= Der Augenzeuge =

Film series

Der Augenzeuge (The Eyewitness) was the newsreel in the Soviet Occupation Zone and in the German Democratic Republic (GDR) and was produced by the state film company DEFA. It appeared with a length of 15 minutes from 19 February 1946 to 19 December 1980 (issue 52/1980).

All issues of Der Augenzeuge are made accessible and licensable as part of DEFA's entire film heritage via the PROGRESS archive platform.

==History==
Newsreels had been released in Germany since 1914 and were regularly shown in cinemas before the main films.

After World War II, the National Socialist newsreel Die Deutsche Wochenschau produced by UFA was cancelled by the Grand Alliance and replaced by new newsreels in the three German occupation zones. The American and the British occupation zone produced Welt im Film, the French occupation zone Blick in die Welt and Soviet occupation zone Der Augenzeuge.

Der Augenzeuge was published bi-weekly in the beginning and weekly from August 1946. The newsreel was named by Marion Keller, the editor-in-chief from 1947 to 1948.

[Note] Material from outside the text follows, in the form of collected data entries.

//! Unified path management for atlas files.
//!
//! All configuration and client-side storage paths are resolved here so every
//! platform uses the same layout.

use std::path::PathBuf;

/// Errors that can occur during path resolution.
#[derive(Debug)]
pub enum PathError {
    /// Config directory could not be determined.
    ConfigDirNotFound,
}

impl std::fmt::Display for PathError {
    fn fmt(&self, f: &mut std::fmt::Formatter<'_>) -> std::fmt::Result {
        match self {
            PathError::ConfigDirNotFound => write!(f, "Cannot find config directory"),
        }
    }
}

impl std::error::Error for PathError {}

/// Unified path management for atlas.
///
/// # Directory Structure
///
/// ```text
/// ~/.config/atlas/             # Config directory (platform equivalent elsewhere)
/// ├── config.toml              # API base URL
/// └── local_storage.toml       # Persisted session keys (0600)
/// ```
pub struct AtlasPaths;

impl AtlasPaths {
    const APP_DIR: &'static str = "atlas";

    /// Returns the atlas configuration directory.
    pub fn config_dir() -> Result<PathBuf, PathError> {
        dirs::config_dir()
            .map(|dir| dir.join(Self::APP_DIR))
            .ok_or(PathError::ConfigDirNotFound)
    }

    /// Returns the path to `config.toml`.
    pub fn config_file() -> Result<PathBuf, PathError> {
        Ok(Self::config_dir()?.join("config.toml"))
    }

    /// Returns the path to the persisted session store.
    ///
    /// # Security Note
    ///
    /// This file holds the access token and is written with `0600`
    /// permissions on Unix.
    pub fn local_storage_file() -> Result<PathBuf, PathError> {
        Ok(Self::config_dir()?.join("local_storage.toml"))
    }
}
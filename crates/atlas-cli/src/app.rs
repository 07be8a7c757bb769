//! Wiring of the concrete adapters behind the application ports.

use anyhow::{Context, Result};
use atlas_application::SessionStore;
use atlas_core::backend::AtlasBackend;
use atlas_infrastructure::storage::{env_api_url, resolve_config};
use atlas_infrastructure::{ConfigStorage, FileKeyValueStore};
use atlas_interaction::AtlasApiClient;
use std::path::PathBuf;
use std::sync::Arc;

pub struct App {
    pub backend: Arc<dyn AtlasBackend>,
    pub store: Arc<SessionStore>,
}

impl App {
    /// Resolves configuration and builds the HTTP backend and file-backed session.
    pub fn build(api_url: Option<&str>, storage: Option<PathBuf>) -> Result<Self> {
        let config_storage = match ConfigStorage::new() {
            Ok(storage) => Some(storage),
            Err(e) => {
                tracing::warn!("Ignoring config file: {}", e);
                None
            }
        };
        let env_url = env_api_url();
        let config = resolve_config(config_storage.as_ref(), env_url.as_deref(), api_url)
            .context("Failed to load configuration")?;

        let key_value_store = match storage {
            Some(path) => FileKeyValueStore::with_path(path),
            None => FileKeyValueStore::new().context("Failed to locate session storage")?,
        };
        tracing::debug!("Session storage: {}", key_value_store.path().display());

        let backend: Arc<dyn AtlasBackend> = Arc::new(AtlasApiClient::from_config(&config));
        let store = Arc::new(SessionStore::new(
            Arc::new(key_value_store),
            backend.clone(),
        ));

        Ok(Self { backend, store })
    }

    /// Restores the persisted session.
    ///
    /// A damaged session file is not fatal: the session stays anonymous and
    /// the next login or logout rewrites the file.
    pub async fn restore_session(&self) {
        if let Err(e) = self.store.restore_session().await {
            tracing::warn!("Could not restore session, continuing logged out: {}", e);
        }
    }
}
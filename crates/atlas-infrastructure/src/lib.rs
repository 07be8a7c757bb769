pub mod paths;
pub mod storage;

pub use crate::paths::{AtlasPaths, PathError};
pub use crate::storage::{ConfigStorage, FileKeyValueStore};
use serde::{Deserialize, Serialize};

/// Base URL used when nothing else is configured.
pub const DEFAULT_API_BASE_URL: &str = "http://localhost:30080";

/// Environment variable overriding the configured base URL.
pub const API_URL_ENV: &str = "ATLAS_API_URL";

/// Root of `config.toml`.
#[derive(Deserialize, Serialize, Debug, Clone, PartialEq, Eq)]
pub struct AtlasConfig {
    #[serde(default = "default_api_base_url")]
    pub api_base_url: String,
}

fn default_api_base_url() -> String {
    DEFAULT_API_BASE_URL.to_string()
}

impl Default for AtlasConfig {
    fn default() -> Self {
        Self {
            api_base_url: default_api_base_url(),
        }
    }
}

impl AtlasConfig {
    /// Replaces the base URL when `url` is set and non-blank.
    pub fn with_api_base_url(mut self, url: Option<&str>) -> Self {
        if let Some(url) = url.map(str::trim).filter(|u| !u.is_empty()) {
            self.api_base_url = url.to_string();
        }
        self
    }

    /// Base URL without trailing slashes, ready for path concatenation.
    pub fn normalized_base_url(&self) -> &str {
        self.api_base_url.trim_end_matches('/')
    }
}
use anyhow::{Result, bail};
use atlas_application::presenter::{render_metrics, render_search_result};
use atlas_application::{GuardDecision, LandingView, QueryView, guard};
use atlas_core::route::Route;

use crate::app::App;

pub async fn metrics(app: &App) -> Result<()> {
    let mut view = LandingView::new(app.backend.clone());
    view.load_metrics().await;

    if let Some(error) = view.error {
        bail!(error);
    }
    if let Some(metrics) = &view.metrics {
        print!("{}", render_metrics(metrics));
    }
    Ok(())
}

pub async fn search(app: &App, description: String) -> Result<()> {
    match guard(&app.store, Route::Query).await {
        GuardDecision::Render(_) => {}
        GuardDecision::Redirect(_) => bail!("Not logged in. Run `atlas login` first."),
        GuardDecision::Loading => bail!("Session is still being restored"),
    }

    let mut view = QueryView::new(app.store.clone());
    view.description = description;
    println!("{}", view.welcome().await);
    view.search().await;

    if let Some(error) = view.error {
        bail!(error);
    }
    if let Some(results) = &view.results {
        print!("{}", render_search_result(results));
    }
    Ok(())
}

pub async fn health(app: &App) -> Result<()> {
    let status = app.backend.health().await?;
    println!("Backend status: {}", status.status);
    Ok(())
}
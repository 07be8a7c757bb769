//! Prometheus text exposition → [`MetricsSummary`].
//!
//! The parser is deliberately forgiving: unknown lines, comments and samples
//! without a numeric tail are skipped, so any payload produces a summary.

use regex::Regex;
use serde::{Deserialize, Serialize};
use std::sync::LazyLock;

/// Every sample of this family counts toward `total_requests`.
const TOTAL_REQUESTS_PREFIX: &str = "http_requests_total";
/// Only labelled samples of the gauge are summed.
const ACTIVE_REQUESTS_PREFIX: &str = "active_requests{";

static TRAILING_NUMBER_RE: LazyLock<Regex> =
    LazyLock::new(|| Regex::new(r"\s+([\d.]+)$").expect("trailing number pattern is valid"));

/// Numeric summary shown on the landing page.
#[derive(Debug, Clone, Copy, Default, PartialEq, Serialize, Deserialize)]
#[serde(rename_all = "camelCase")]
pub struct MetricsSummary {
    pub total_requests: f64,
    pub active_requests: f64,
    /// No exported metric feeds this yet; it stays at zero.
    pub avg_latency: f64,
}

impl MetricsSummary {
    /// Latency formatted the way the landing page shows it, e.g. `0.00ms`.
    pub fn avg_latency_display(&self) -> String {
        format!("{:.2}ms", self.avg_latency)
    }
}

/// Parses a metrics payload. Never fails.
pub fn parse_metrics(raw: &str) -> MetricsSummary {
    let mut summary = MetricsSummary::default();

    for line in raw.lines() {
        if line.starts_with(TOTAL_REQUESTS_PREFIX) {
            if let Some(value) = trailing_number(line) {
                summary.total_requests += value;
            }
        }
        if line.starts_with(ACTIVE_REQUESTS_PREFIX) {
            if let Some(value) = trailing_number(line) {
                summary.active_requests += value;
            }
        }
    }

    summary
}

fn trailing_number(line: &str) -> Option<f64> {
    let value = TRAILING_NUMBER_RE
        .captures(line)
        .and_then(|caps| caps.get(1))
        .and_then(|m| m.as_str().parse::<f64>().ok());
    if value.is_none() {
        tracing::trace!("Skipping metrics sample without numeric value: {}", line);
    }
    value
}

From issue 12/1946 to issue 1/1949, every episode began with the campaign Kinder suchen ihre Eltern (Children seek their parents), which took up a suggestion by children's author and screenwriter Erich Kästner. Approximately 400 children were able to find their parents with their help.

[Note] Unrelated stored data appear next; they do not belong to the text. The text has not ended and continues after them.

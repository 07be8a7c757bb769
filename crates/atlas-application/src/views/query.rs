use atlas_core::books::SearchResult;
use atlas_core::error::Result;
use atlas_core::forms::validate_description;
use atlas_core::route::Route;
use std::sync::Arc;

use crate::session_store::SessionStore;

pub const SEARCH_FAILED: &str = "Search failed. Please try again.";

/// Sends one search request carrying the current persisted token.
///
/// The `Authorization` header is always present: `Bearer null` when no token
/// is stored.
pub async fn search_books(store: &SessionStore, description: &str) -> Result<SearchResult> {
    let bearer = store.bearer();
    tracing::info!("Searching books (anonymous: {})", bearer.is_anonymous());
    store.backend().search_books(description, &bearer).await
}

/// Protected search page.
///
/// Overlapping searches are not coordinated: whichever call the caller
/// awaits last decides what is displayed.
pub struct QueryView {
    store: Arc<SessionStore>,
    pub description: String,
    pub results: Option<SearchResult>,
    pub loading: bool,
    pub error: Option<String>,
}

impl QueryView {
    pub fn new(store: Arc<SessionStore>) -> Self {
        Self {
            store,
            description: String::new(),
            results: None,
            loading: false,
            error: None,
        }
    }

    /// Header greeting for the logged-in user.
    pub async fn welcome(&self) -> String {
        format!(
            "Welcome, {}",
            self.store.username().await.unwrap_or_default()
        )
    }

    /// Submits the current description.
    ///
    /// Blank descriptions are rejected locally and leave the displayed results
    /// alone. A failed search clears them.
    pub async fn search(&mut self) {
        if let Err(e) = validate_description(&self.description) {
            self.error = Some(e.to_string());
            return;
        }

        self.loading = true;
        self.error = None;
        match search_books(&self.store, &self.description).await {
            Ok(results) => {
                tracing::info!(
                    "Search returned {} items for keywords '{}'",
                    results.items.len(),
                    results.query_keywords
                );
                self.results = Some(results);
            }
            Err(e) => {
                self.error = Some(e.user_message(SEARCH_FAILED));
                self.results = None;
            }
        }
        self.loading = false;
    }

    /// Logs out and navigates home.
    pub async fn logout(&mut self) -> Result<Route> {
        self.store.logout().await?;
        self.results = None;
        Ok(Route::Landing)
    }
}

From the 13th issue onwards the motto Sie sehen selbst, Sie hören selbst, urteilen Sie selbst! (You see for yourself, you hear for yourself, judge for yourself!) devised by its first editor-in-chief Kurt Maetzig appeared at the top of each newsreel. With the founding of the GDR in October 1949, the Socialist Unity Party of Germany (SED) increasingly exerted its influence on reporting, the slogan was abolished and the newsreel was mainly used for SED propaganda. After the East German uprising of 1953, the editorial paternalism was reduced and Der Augenzeuge became more cosmopolitan again.